Scala - the language in which you'll write KijiExpress jobs - is object-oriented, so while functions are called with the familiar syntax function(object), there are sometimes methods defined on objects, where the syntax of using that method on the object is object.function(parameters).

For example, the line

val userData = userDataInput.project('username, 'stateId, 'totalSpent)

is calling the project method on the object userDataInput, with the arguments 'username, 'stateId, and 'totalSpent. The result of this is another object, called userData.

KijiExpress allows users to access tuple fields by using a ' (single quote) to name the field. The function above operates on the username, stateId, and totalSpent fields by including the 'username, 'stateId, and 'totalSpent symbols in the first parameter group.

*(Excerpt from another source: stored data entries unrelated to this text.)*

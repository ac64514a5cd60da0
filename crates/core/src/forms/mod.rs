//! Form controllers.
//!
//! A form owns an editable copy of an entity. Edits go through typed update values applied by
//! pure functions and never touch the owning collection; only a successful submit hands the
//! finished entity back.

mod assessment;
mod checklist;
mod patient;
mod sections;

pub use assessment::AssessmentForm;
pub use checklist::ChecklistForm;
pub use patient::{PatientDraft, PatientForm, PatientUpdate, SubmitOutcome};
pub use sections::ExpandedSections;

When writing KijiExpress jobs, your methods will often take a first argument group in parentheses that specifies a mapping from input field names to output field names. You can then define a function in curly braces {} immediately following that defines how to map from the input fields to the output fields. The syntax looks like this:

input.method ('input-field -> 'output-field) {x => function(x) }

For example, consider the line:

val userDataInput = input.map('line -> ('username, 'stateId, 'totalSpent)) { line: String =>
    (line.split(" ")(0), line.split(" ")(1), line.split(" ")(2)) }

We call the map method on userDataInput, from the input field line to the output fields username, stateId, and totalSpent. Remember that fields are marked with the single quote. Then to indicate how to map the input to output, we pass the function { line: String => (line.split(" ")(0), line.split(" ")(1), line.split(" ")(2)) } as another argument. This function returns a 3-tuple; the elements of the output tuple are used to populate the output fields username, stateId, and totalSpent. When using the map method, this function is called on the line field to populate the username, stateId, and totalSpent fields.

A Simple Example Job

For a demonstration of some common methods on pipes, consider this simple KijiExpress job. At each step, fields in the tuple can be created and operated on.

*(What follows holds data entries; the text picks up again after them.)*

//! The ward roster: every admitted patient with their clinical detail.

use crate::filter::Filter;
use crate::model::{Patient, PatientDetail, PatientStatus};
use crate::{WardError, WardResult};
use chrono::{DateTime, Utc};
use serde::{Deserialize, Serialize};
use uti_ids::RecordId;

/// Active predicates of the patient list.
#[derive(Clone, Debug, Default, PartialEq, Eq, Serialize, Deserialize)]
#[serde(rename_all = "camelCase")]
pub struct RosterFilter {
    /// Case-insensitive substring over name, bed and diagnosis. Empty matches everything.
    #[serde(default)]
    pub search: String,
    #[serde(default)]
    pub status: Filter<PatientStatus>,
}

impl RosterFilter {
    pub fn matches(&self, patient: &Patient) -> bool {
        self.status.matches(&patient.status) && patient.matches_search(&self.search)
    }
}

/// Patient counts by status, over the whole roster.
#[derive(Clone, Copy, Debug, Default, PartialEq, Eq, Serialize, Deserialize)]
pub struct StatusCounts {
    pub total: usize,
    pub critical: usize,
    pub stable: usize,
    pub recovering: usize,
}

/// Why a filtered list came back empty.
#[derive(Clone, Copy, Debug, PartialEq, Eq, Serialize, Deserialize)]
#[serde(rename_all = "camelCase")]
pub enum EmptyHint {
    /// Patients exist but none satisfy the active filters.
    NoMatches,
    /// Nobody is on the roster.
    NoPatients,
}

impl EmptyHint {
    pub fn message(self) -> &'static str {
        match self {
            EmptyHint::NoMatches => "Tente ajustar os filtros de busca",
            EmptyHint::NoPatients => "Nenhum paciente cadastrado",
        }
    }
}

/// Result of [`Roster::save`].
#[derive(Clone, Copy, Debug, PartialEq, Eq)]
pub enum SaveOutcome {
    Created,
    Updated,
}

#[derive(Clone, Debug, Default)]
pub struct Roster {
    patients: Vec<PatientDetail>,
}

impl Roster {
    pub fn new(patients: Vec<PatientDetail>) -> Self {
        Self { patients }
    }

    pub fn all(&self) -> &[PatientDetail] {
        &self.patients
    }

    pub fn len(&self) -> usize {
        self.patients.len()
    }

    pub fn is_empty(&self) -> bool {
        self.patients.is_empty()
    }

    pub fn get(&self, id: &RecordId) -> Option<&PatientDetail> {
        self.patients.iter().find(|p| p.id() == id)
    }

    /// Like [`Roster::get`] but an unknown id is an error.
    pub fn require(&self, id: &RecordId) -> WardResult<&PatientDetail> {
        self.get(id).ok_or_else(|| WardError::not_found("patient", id))
    }

    fn require_mut(&mut self, id: &RecordId) -> WardResult<&mut PatientDetail> {
        self.patients
            .iter_mut()
            .find(|p| p.id() == id)
            .ok_or_else(|| WardError::not_found("patient", id))
    }

    pub fn find_by_bed(&self, bed: &str) -> Option<&PatientDetail> {
        let bed = bed.trim();
        self.patients.iter().find(|p| p.patient.bed_number == bed)
    }

    /// Patients satisfying every active predicate, in roster order.
    pub fn filter(&self, filter: &RosterFilter) -> Vec<&PatientDetail> {
        self.patients
            .iter()
            .filter(|p| filter.matches(&p.patient))
            .collect()
    }

    /// Hint to show when `filter` yields nothing; `None` when it yields something.
    pub fn empty_hint(&self, filter: &RosterFilter) -> Option<EmptyHint> {
        if self.patients.is_empty() {
            return Some(EmptyHint::NoPatients);
        }
        if self.patients.iter().any(|p| filter.matches(&p.patient)) {
            None
        } else {
            Some(EmptyHint::NoMatches)
        }
    }

    pub fn counts(&self) -> StatusCounts {
        self.patients
            .iter()
            .fold(StatusCounts::default(), |mut acc, p| {
                acc.total += 1;
                match p.patient.status {
                    PatientStatus::Critical => acc.critical += 1,
                    PatientStatus::Stable => acc.stable += 1,
                    PatientStatus::Recovering => acc.recovering += 1,
                }
                acc
            })
    }

    /// Inserts a new patient or replaces the one with the same id in place.
    pub fn save(&mut self, detail: PatientDetail) -> SaveOutcome {
        match self.patients.iter_mut().find(|p| p.id() == detail.id()) {
            Some(existing) => {
                tracing::info!(patient_id = %detail.id(), "updating patient");
                *existing = detail;
                SaveOutcome::Updated
            }
            None => {
                tracing::info!(patient_id = %detail.id(), "adding patient");
                self.patients.push(detail);
                SaveOutcome::Created
            }
        }
    }

    /// Records a position change for the patient at `now`.
    pub fn reset_turn(&mut self, id: &RecordId, now: DateTime<Utc>) -> WardResult<&Patient> {
        let detail = self.require_mut(id)?;
        detail.patient.reset_turn(now);
        tracing::info!(patient_id = %id, "decubitus timer reset");
        Ok(&detail.patient)
    }

    /// Re-derives every stored decubitus timer from its last turn.
    pub fn refresh_timers(&mut self, now: DateTime<Utc>) {
        for detail in &mut self.patients {
            detail.patient.refresh_timer(now);
        }
    }
}

#[cfg(test)]
mod tests {
    use super::*;
    use crate::seed::seed;
    use chrono::{Duration, TimeZone};

    fn now() -> DateTime<Utc> {
        Utc.with_ymd_and_hms(2024, 1, 20, 16, 0, 0).unwrap()
    }

    fn roster() -> Roster {
        Roster::new(seed(now()).unwrap().patients)
    }

    fn names(list: &[&PatientDetail]) -> Vec<String> {
        list.iter().map(|p| p.patient.name.clone()).collect()
    }

    #[test]
    fn status_filter_includes_and_excludes() {
        let roster = roster();
        let critical = RosterFilter {
            status: Filter::Only(PatientStatus::Critical),
            ..RosterFilter::default()
        };
        let stable = RosterFilter {
            status: Filter::Only(PatientStatus::Stable),
            ..RosterFilter::default()
        };
        assert!(names(&roster.filter(&critical)).contains(&"João Silva".to_string()));
        assert!(!names(&roster.filter(&stable)).contains(&"João Silva".to_string()));
    }

    #[test]
    fn search_and_status_combine_preserving_order() {
        let roster = roster();
        let filter = RosterFilter {
            search: "pneumonia".into(),
            status: Filter::Only(PatientStatus::Critical),
        };
        assert_eq!(
            names(&roster.filter(&filter)),
            vec!["João Silva", "Lucia Ferreira"]
        );
    }

    #[test]
    fn counts_cover_unfiltered_roster() {
        let counts = roster().counts();
        assert_eq!(
            counts,
            StatusCounts {
                total: 6,
                critical: 3,
                stable: 2,
                recovering: 1
            }
        );
    }

    #[test]
    fn empty_hint_distinguishes_causes() {
        let roster = roster();
        let none = RosterFilter {
            search: "xyz".into(),
            ..RosterFilter::default()
        };
        assert_eq!(roster.empty_hint(&none), Some(EmptyHint::NoMatches));
        assert_eq!(roster.empty_hint(&RosterFilter::default()), None);
        assert_eq!(
            Roster::default().empty_hint(&RosterFilter::default()),
            Some(EmptyHint::NoPatients)
        );
    }

    #[test]
    fn save_updates_in_place_or_appends() {
        let mut roster = roster();
        let mut joao = roster.get(&RecordId::parse("1").unwrap()).unwrap().clone();
        joao.patient.bed_number = "101A".into();
        assert_eq!(roster.save(joao), SaveOutcome::Updated);
        assert_eq!(roster.len(), 6);
        assert_eq!(roster.all()[0].patient.bed_number, "101A");

        let mut new = roster.all()[1].clone();
        new.patient.id = RecordId::parse("99").unwrap();
        assert_eq!(roster.save(new), SaveOutcome::Created);
        assert_eq!(roster.len(), 7);
        assert_eq!(roster.all()[6].id().as_str(), "99");
    }

    #[test]
    fn reset_turn_zeroes_and_stamps_together() {
        let mut roster = roster();
        let id = RecordId::parse("3").unwrap();
        let later = now() + Duration::minutes(10);
        let patient = roster.reset_turn(&id, later).unwrap();
        assert_eq!(patient.decubitus_timer, 0);
        assert_eq!(patient.last_turn, later);

        roster.refresh_timers(later + Duration::minutes(30));
        assert_eq!(roster.require(&id).unwrap().patient.decubitus_timer, 30);
    }

    #[test]
    fn unknown_patient_is_not_found() {
        let mut roster = roster();
        let id = RecordId::parse("404").unwrap();
        assert!(matches!(
            roster.reset_turn(&id, now()),
            Err(WardError::NotFound { kind: "patient", .. })
        ));
    }
}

This script reads customer data from "user-file.txt" and cleans it up. It keeps only users who have spent more than $2, cleans up the data by joining it with side data in "state-names.txt", counts the number of spendy users by state, and writes the result of that to an output file.

This script expects two files in the directory you run it from:

  1. "user-file.txt," which contains user data in the form "username stateID totalSpent" on each line.
  2. "state-names.txt" which contains a mapping from state IDs to state names in the form "numericalID stateName" on each line, for example "1 California".

A detailed description of each part follows the script.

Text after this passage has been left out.